今季ここまで最後尾争いを強いられてきたアストンマーティンF1だが、ハンガリーでは新パッケージの効果によって中団グループと互角に戦えるパフォーマンスを披露。ポイント獲得には届かなかったものの、アロンソは今後の飛躍に向けた確かな土台が築けたと評価している。
「ここから新たな選手権が始まる」
「今週末は僕たちにとって大きな前進だった。夏休み明けに向けて積み上げていくための、しっかりとしたベースラインになったと思う」
アロンソはレース後、そう振り返った。
「レースではマシンのフィーリングが良く、周囲のライバルたちと戦うことができた。厳しい週末が続いていただけに、それは本当に良かった」
さらにスペインメディアの取材では、このアップデートによってチームの戦い方が大きく変わったと強調した。
「僕たちは再び競争力を取り戻した。今、僕たちにとって新たな選手権が始まる」
ハンガリーではキャデラック、ハース、ウィリアムズを上回り、アルピーヌやアウディとも互角の戦いを展開。トップ10には約13秒届かなかったものの、数週間前までは想像できなかった位置で戦えたことを前向きに受け止めている。
さらなるアップグレードとホンダPUに期待
アロンソはAMR26Bにはまだ引き出せるポテンシャルが残されており、今後のセットアップ最適化や追加アップデートによってさらに戦闘力が向上すると見ている。
「まだセットアップや最適化の面でも改善できる余地があると思う」
そして、チームが最も期待しているのが、第13戦オランダGP(ザントフォールト)で投入予定のホンダ製パワーユニットアップデートだ。
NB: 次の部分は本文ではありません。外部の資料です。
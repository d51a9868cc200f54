//! Device configuration (`config.json`).
//!
//! ```json
//! {
//!   "device_type": "android",
//!   "android": { "platformName": "Android", "automationName": "UiAutomator2" },
//!   "ios": { "platformName": "iOS", "automationName": "XCUITest" }
//! }
//! ```
//!
//! `device_type` selects both the capability branch used to open a session and
//! the `<platform>_locator` key the locator store resolves against.

use std::collections::BTreeMap;
use std::fs;
use std::io::ErrorKind;
use std::path::Path;

use serde::de::DeserializeOwned;
use serde::{Deserialize, Serialize};
use serde_json::{Map, Value};

use crate::result::{AppError, AppResult};

/// Platform used when the config carries no `device_type`
pub const DEFAULT_PLATFORM: &str = "android";

/// Appium server used when the config carries no `server_url`
pub const DEFAULT_SERVER_URL: &str = "http://localhost:4723";

/// Default config file name
pub const CONFIG_FILE: &str = "config.json";

/// Read a JSON file into `T`, classifying failures as configuration errors.
///
/// A missing file maps to [`AppError::ConfigNotFound`], malformed content to
/// [`AppError::ConfigParse`]. Neither is retried.
pub fn load_json_file<T: DeserializeOwned>(path: &Path) -> AppResult<T> {
    let raw = fs::read_to_string(path).map_err(|e| {
        if e.kind() == ErrorKind::NotFound {
            AppError::ConfigNotFound {
                path: path.to_path_buf(),
            }
        } else {
            AppError::Io(e)
        }
    })?;
    serde_json::from_str(&raw).map_err(|source| AppError::ConfigParse {
        path: path.to_path_buf(),
        source,
    })
}

/// Parsed `config.json`
#[derive(Debug, Clone, PartialEq, Serialize, Deserialize)]
pub struct DeviceConfig {
    /// Active platform key, lower-cased on load
    #[serde(default = "default_platform")]
    pub device_type: String,
    /// Appium server base URL
    #[serde(default, skip_serializing_if = "Option::is_none")]
    pub server_url: Option<String>,
    /// Capability maps keyed by platform name
    #[serde(flatten)]
    pub platforms: BTreeMap<String, Value>,
}

fn default_platform() -> String {
    DEFAULT_PLATFORM.to_string()
}

impl Default for DeviceConfig {
    fn default() -> Self {
        Self {
            device_type: default_platform(),
            server_url: None,
            platforms: BTreeMap::new(),
        }
    }
}

impl DeviceConfig {
    /// Create a config for the given platform with no capabilities
    #[must_use]
    pub fn new(device_type: impl Into<String>) -> Self {
        Self {
            device_type: device_type.into().to_lowercase(),
            ..Self::default()
        }
    }

    /// Load from a JSON file
    pub fn from_file(path: impl AsRef<Path>) -> AppResult<Self> {
        let mut config: Self = load_json_file(path.as_ref())?;
        config.device_type = config.device_type.to_lowercase();
        Ok(config)
    }

    /// Set the capability map for a platform
    #[must_use]
    pub fn with_platform(mut self, platform: impl Into<String>, caps: Map<String, Value>) -> Self {
        let _ = self
            .platforms
            .insert(platform.into().to_lowercase(), Value::Object(caps));
        self
    }

    /// Set the Appium server URL
    #[must_use]
    pub fn with_server_url(mut self, url: impl Into<String>) -> Self {
        self.server_url = Some(url.into());
        self
    }

    /// Active platform key
    #[must_use]
    pub fn platform(&self) -> &str {
        &self.device_type
    }

    /// Effective server URL
    #[must_use]
    pub fn server_url(&self) -> &str {
        self.server_url.as_deref().unwrap_or(DEFAULT_SERVER_URL)
    }

    /// Capabilities of the active platform, empty when the branch is absent
    #[must_use]
    pub fn capabilities(&self) -> Map<String, Value> {
        match self.platforms.get(&self.device_type) {
            Some(Value::Object(caps)) => caps.clone(),
            _ => Map::new(),
        }
    }

    /// Capabilities with `app` set when an application path is given
    #[must_use]
    pub fn session_capabilities(&self, app_path: Option<&str>) -> Map<String, Value> {
        let mut caps = self.capabilities();
        if let Some(app) = app_path {
            let _ = caps.insert("app".to_string(), Value::String(app.to_string()));
        }
        caps
    }

    /// Write the config back as pretty JSON
    pub fn save(&self, path: impl AsRef<Path>) -> AppResult<()> {
        let json = serde_json::to_string_pretty(self)?;
        fs::write(path, json)?;
        Ok(())
    }
}

/// Resolve the active platform from a config file.
///
/// Falls back to [`DEFAULT_PLATFORM`] when the file is missing or unreadable.
#[must_use]
pub fn resolve_platform(path: impl AsRef<Path>) -> String {
    match DeviceConfig::from_file(path.as_ref()) {
        Ok(config) => config.device_type,
        Err(e) => {
            tracing::debug!(error = %e, "falling back to default platform");
            default_platform()
        }
    }
}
レース後のインタビューでも、その効果に大きな期待を寄せた。
「特にエンジンだね。ザントフォールトではホンダのアップデートを楽しみにしている。ストレートスピードの面でもう少し競争力を高めたい。今の僕たちは中団グループで戦える位置まで来たから、その戦いではストレートでの速さが必要になる」
さらにスペインメディアに対しても、「今はストレートでさらに速くなることを期待している」と語り、シャシーと空力面の改善に続いて、パワーユニットの進化が次の課題であるとの認識を示した。

AMR26Bは「新たなスタート」の第一歩
レース序盤には中団勢のペースについていくことができたことも、アロンソにとっては大きな収穫だった。
「またライバルたちと戦える感覚を味わえたのは良かった。特に序盤は中団グループについていけるペースがあったし、この新しいマシンで作業を進めていくための良いベースラインになった」
そして今季後半へ向けて、今回のアップグレードはあくまでも第一歩にすぎないと強調する。
「これは最初の一歩でしかない。今年はさらに多くの改善が予定されている。ホンダのアップデートも控えているし、後半戦は僕たちにとって新しいシーズンのスタートになることを期待している」
ハンガリーGPは14位という結果に終わったが、AMR26BはアストンマーティンF1に今季初めて明確な希望をもたらした。シャシーと空力パフォーマンスの改善に続き、ザントフォールトで予定されるホンダのパワーユニットアップデートが加われば、中団争いでさらに存在感を高める可能性は十分にありそうだ。